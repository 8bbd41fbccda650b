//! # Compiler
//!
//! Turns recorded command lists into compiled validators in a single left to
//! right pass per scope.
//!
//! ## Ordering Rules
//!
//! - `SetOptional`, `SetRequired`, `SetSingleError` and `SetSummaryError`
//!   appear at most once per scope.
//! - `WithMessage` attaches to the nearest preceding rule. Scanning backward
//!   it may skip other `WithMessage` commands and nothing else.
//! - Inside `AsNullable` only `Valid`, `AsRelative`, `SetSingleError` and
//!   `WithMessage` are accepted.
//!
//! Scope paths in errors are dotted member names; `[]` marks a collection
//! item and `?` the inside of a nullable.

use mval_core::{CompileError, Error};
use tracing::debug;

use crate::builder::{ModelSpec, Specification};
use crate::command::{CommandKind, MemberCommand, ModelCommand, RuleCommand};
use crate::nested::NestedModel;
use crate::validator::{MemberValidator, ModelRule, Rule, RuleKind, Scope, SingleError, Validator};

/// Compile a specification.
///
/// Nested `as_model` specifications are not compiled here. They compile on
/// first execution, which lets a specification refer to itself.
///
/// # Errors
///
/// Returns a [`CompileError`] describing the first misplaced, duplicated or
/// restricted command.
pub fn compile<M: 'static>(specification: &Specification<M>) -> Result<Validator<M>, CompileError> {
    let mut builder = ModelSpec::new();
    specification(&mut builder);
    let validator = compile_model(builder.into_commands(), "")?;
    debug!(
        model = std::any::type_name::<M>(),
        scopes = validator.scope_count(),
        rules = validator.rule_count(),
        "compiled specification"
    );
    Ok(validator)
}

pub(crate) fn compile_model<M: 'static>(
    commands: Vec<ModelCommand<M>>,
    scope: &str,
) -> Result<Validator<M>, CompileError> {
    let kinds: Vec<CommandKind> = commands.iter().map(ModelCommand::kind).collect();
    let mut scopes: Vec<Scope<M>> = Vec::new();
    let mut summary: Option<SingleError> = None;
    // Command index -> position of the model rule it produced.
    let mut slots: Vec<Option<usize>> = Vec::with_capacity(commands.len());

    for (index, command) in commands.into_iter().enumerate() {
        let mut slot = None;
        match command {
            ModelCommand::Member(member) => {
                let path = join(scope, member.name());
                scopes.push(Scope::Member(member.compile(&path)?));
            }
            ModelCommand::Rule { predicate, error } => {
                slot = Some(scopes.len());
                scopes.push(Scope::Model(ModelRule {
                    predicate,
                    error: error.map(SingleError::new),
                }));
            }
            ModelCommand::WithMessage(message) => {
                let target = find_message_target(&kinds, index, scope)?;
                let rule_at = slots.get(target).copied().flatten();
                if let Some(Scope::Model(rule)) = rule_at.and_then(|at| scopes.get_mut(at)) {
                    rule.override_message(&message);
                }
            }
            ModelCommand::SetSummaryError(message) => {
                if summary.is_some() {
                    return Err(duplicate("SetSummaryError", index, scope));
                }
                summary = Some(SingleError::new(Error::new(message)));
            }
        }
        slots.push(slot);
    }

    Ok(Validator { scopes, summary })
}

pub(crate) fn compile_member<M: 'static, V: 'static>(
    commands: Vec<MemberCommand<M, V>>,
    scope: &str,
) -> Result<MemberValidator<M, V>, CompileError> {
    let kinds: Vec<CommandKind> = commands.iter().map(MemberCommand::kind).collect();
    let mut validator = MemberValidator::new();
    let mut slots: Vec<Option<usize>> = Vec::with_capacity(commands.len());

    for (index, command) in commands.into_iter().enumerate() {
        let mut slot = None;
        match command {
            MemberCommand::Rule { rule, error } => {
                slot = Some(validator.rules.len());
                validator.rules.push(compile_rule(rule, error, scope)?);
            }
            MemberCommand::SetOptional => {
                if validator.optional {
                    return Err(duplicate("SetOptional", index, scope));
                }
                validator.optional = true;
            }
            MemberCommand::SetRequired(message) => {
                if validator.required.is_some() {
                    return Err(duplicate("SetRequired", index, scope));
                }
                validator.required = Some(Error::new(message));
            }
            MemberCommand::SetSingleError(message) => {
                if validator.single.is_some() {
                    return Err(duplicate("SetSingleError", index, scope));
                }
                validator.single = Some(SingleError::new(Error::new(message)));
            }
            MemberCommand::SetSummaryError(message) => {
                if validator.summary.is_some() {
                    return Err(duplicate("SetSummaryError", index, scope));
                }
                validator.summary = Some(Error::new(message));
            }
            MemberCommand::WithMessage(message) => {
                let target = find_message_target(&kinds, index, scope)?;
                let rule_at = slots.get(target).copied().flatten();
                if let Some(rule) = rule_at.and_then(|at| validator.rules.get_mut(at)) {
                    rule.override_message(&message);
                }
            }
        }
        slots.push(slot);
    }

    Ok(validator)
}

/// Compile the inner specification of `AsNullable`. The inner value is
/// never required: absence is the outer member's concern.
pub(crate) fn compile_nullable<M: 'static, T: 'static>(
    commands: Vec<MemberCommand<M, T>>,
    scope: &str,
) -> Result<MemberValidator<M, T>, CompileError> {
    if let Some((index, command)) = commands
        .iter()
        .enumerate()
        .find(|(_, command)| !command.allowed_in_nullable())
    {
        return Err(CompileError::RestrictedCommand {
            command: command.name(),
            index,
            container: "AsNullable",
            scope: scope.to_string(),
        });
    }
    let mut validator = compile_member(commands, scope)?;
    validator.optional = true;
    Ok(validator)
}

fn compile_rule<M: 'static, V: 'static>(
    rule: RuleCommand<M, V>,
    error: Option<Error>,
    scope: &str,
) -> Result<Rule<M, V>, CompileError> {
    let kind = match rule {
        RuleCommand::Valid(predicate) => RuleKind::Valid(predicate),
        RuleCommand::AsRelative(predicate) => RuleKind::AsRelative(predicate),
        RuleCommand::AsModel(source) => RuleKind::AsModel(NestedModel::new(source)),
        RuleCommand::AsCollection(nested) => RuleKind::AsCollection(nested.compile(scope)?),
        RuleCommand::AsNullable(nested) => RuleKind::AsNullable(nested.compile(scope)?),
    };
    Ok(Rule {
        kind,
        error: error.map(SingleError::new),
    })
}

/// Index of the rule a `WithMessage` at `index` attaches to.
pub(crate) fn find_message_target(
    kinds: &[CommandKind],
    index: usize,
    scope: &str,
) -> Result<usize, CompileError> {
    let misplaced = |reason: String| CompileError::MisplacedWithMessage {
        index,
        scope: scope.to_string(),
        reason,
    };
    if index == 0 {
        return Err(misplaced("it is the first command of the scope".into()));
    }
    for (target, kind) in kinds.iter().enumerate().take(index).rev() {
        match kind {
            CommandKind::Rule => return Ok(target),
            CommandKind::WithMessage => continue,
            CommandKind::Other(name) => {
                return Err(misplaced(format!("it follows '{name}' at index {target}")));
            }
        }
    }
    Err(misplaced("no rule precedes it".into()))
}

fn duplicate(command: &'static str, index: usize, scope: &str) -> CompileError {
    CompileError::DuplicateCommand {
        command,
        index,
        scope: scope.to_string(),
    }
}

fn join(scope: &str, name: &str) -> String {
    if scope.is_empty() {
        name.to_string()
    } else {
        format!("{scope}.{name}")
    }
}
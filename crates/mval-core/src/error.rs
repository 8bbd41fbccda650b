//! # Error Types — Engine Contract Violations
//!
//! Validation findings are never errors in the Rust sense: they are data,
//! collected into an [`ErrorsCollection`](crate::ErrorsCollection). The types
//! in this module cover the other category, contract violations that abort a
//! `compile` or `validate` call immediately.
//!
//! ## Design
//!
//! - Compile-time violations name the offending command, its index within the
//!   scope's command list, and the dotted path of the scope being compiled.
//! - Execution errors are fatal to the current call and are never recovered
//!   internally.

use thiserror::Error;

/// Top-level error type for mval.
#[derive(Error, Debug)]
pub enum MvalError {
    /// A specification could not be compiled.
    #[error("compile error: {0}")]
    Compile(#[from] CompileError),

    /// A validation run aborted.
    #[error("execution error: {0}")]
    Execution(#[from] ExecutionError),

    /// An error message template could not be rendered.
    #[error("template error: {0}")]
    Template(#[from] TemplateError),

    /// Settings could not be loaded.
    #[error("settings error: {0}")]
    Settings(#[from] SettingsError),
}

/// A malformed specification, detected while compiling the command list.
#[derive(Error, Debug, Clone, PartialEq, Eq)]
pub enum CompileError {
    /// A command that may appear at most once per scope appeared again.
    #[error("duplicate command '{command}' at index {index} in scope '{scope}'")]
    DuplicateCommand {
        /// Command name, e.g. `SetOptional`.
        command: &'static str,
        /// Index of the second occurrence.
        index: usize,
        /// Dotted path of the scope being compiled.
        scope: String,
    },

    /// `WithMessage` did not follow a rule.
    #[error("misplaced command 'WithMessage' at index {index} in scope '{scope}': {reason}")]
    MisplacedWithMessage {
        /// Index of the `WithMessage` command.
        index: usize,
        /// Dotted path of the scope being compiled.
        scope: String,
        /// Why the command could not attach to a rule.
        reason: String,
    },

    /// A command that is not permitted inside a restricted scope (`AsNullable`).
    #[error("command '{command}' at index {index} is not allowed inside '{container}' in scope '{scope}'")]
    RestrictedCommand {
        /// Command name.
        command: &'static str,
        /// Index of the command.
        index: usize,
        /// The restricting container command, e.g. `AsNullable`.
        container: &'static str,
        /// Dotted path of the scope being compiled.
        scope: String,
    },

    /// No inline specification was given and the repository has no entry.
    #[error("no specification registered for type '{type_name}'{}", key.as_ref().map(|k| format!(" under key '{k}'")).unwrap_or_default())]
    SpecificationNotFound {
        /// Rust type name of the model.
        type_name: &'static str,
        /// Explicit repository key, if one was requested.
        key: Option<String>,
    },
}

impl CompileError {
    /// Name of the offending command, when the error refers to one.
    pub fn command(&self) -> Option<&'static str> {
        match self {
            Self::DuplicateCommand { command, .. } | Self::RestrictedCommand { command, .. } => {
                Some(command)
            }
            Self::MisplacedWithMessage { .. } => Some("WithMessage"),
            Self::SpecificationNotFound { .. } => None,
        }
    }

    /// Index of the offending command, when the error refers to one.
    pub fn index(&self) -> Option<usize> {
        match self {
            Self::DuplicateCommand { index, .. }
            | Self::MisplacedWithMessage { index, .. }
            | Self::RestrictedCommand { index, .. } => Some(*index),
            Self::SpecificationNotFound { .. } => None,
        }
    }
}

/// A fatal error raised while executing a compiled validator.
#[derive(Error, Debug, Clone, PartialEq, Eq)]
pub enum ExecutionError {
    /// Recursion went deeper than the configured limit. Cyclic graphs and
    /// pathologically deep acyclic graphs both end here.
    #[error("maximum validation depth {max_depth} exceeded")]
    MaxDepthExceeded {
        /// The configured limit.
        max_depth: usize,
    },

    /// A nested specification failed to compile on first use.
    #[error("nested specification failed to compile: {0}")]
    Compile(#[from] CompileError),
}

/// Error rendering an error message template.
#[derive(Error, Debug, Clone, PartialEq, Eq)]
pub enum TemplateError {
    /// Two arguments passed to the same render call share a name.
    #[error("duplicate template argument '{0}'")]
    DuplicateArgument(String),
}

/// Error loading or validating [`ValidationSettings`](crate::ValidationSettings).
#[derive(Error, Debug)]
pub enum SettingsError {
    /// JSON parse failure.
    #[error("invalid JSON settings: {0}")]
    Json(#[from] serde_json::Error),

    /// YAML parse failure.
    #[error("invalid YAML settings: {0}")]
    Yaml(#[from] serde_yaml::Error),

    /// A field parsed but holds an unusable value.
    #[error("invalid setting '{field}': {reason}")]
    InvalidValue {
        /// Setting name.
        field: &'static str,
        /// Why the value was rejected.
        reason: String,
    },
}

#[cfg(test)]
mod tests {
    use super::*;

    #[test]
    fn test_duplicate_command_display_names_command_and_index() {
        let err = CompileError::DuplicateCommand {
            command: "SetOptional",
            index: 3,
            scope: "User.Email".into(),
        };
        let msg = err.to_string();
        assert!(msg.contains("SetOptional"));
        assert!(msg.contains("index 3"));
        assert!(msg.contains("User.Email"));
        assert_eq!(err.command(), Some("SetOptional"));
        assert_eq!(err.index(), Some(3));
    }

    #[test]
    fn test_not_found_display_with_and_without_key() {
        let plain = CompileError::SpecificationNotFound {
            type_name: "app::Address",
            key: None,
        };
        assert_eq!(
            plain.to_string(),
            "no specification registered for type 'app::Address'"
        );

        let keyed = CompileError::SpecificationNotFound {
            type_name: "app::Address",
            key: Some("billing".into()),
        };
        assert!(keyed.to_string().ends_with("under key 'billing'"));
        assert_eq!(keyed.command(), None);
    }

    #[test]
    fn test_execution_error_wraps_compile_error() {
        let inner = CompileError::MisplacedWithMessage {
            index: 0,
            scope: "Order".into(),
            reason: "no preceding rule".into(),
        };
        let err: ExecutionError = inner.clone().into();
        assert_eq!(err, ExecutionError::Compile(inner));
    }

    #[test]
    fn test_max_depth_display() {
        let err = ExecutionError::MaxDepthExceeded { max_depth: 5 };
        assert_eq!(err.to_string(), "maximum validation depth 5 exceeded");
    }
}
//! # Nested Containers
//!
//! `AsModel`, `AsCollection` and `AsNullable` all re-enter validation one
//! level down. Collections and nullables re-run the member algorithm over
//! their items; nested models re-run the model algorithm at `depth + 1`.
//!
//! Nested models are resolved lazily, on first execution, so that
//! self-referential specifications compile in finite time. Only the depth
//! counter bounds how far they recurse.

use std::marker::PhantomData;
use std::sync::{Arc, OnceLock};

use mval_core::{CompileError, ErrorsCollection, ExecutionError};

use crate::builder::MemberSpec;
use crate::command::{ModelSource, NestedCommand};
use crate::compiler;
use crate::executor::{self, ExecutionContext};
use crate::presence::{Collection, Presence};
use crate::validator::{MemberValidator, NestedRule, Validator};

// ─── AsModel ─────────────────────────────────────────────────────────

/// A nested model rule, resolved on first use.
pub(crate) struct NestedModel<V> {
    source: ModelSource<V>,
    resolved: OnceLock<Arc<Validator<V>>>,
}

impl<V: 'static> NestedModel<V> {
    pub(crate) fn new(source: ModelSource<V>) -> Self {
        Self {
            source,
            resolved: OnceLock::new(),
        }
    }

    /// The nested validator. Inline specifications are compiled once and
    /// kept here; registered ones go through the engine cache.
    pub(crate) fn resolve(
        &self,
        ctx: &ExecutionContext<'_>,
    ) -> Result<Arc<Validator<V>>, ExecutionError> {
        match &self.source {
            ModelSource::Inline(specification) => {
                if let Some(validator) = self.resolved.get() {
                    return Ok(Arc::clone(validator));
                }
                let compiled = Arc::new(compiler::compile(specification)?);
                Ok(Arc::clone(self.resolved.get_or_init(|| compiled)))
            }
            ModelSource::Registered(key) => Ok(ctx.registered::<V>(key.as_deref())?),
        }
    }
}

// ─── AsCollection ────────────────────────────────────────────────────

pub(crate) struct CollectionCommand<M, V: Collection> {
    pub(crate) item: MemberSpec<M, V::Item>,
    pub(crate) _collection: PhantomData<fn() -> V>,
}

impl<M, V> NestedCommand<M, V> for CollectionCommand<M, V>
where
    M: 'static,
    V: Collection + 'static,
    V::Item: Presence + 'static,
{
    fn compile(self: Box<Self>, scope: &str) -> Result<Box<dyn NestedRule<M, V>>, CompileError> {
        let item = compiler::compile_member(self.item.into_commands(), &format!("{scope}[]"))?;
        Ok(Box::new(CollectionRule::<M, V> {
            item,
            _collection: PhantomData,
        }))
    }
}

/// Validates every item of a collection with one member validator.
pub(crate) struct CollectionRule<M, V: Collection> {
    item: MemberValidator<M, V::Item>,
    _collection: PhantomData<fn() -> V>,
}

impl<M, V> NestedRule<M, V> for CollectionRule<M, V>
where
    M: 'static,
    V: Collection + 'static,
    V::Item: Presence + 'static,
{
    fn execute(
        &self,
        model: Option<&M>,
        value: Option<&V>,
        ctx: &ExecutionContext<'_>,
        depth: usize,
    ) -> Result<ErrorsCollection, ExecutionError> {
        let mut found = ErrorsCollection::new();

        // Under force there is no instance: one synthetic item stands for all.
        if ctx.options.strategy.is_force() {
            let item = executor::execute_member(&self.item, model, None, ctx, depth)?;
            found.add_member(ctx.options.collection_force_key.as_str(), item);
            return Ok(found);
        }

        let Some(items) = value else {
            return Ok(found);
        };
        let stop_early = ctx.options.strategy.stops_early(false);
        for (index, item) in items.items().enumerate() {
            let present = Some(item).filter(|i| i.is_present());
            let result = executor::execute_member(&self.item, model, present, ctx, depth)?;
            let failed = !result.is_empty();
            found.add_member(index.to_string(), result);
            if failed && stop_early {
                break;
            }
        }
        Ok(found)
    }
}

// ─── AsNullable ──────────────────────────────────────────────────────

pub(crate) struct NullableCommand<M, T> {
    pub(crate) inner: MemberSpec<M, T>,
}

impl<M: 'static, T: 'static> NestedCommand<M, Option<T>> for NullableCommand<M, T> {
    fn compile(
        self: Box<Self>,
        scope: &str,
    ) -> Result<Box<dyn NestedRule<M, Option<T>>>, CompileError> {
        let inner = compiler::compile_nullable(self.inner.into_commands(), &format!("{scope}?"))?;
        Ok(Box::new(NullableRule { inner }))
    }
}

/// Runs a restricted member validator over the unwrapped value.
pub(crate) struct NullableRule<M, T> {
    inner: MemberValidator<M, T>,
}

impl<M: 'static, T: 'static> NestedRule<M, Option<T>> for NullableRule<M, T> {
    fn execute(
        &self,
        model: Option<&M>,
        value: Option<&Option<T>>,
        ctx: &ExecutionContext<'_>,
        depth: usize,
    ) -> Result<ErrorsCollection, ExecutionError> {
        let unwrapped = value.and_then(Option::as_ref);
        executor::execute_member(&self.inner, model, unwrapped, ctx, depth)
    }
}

## Aim of the exercise
In the entries above, identify every line with the string "that".

## Exercise result
//! in this module cover the other category, contract violations that abort a
    /// A command that may appear at most once per scope appeared again.
    /// A command that is not permitted inside a restricted scope (`AsNullable`).
//! Nested models are resolved lazily, on first execution, so that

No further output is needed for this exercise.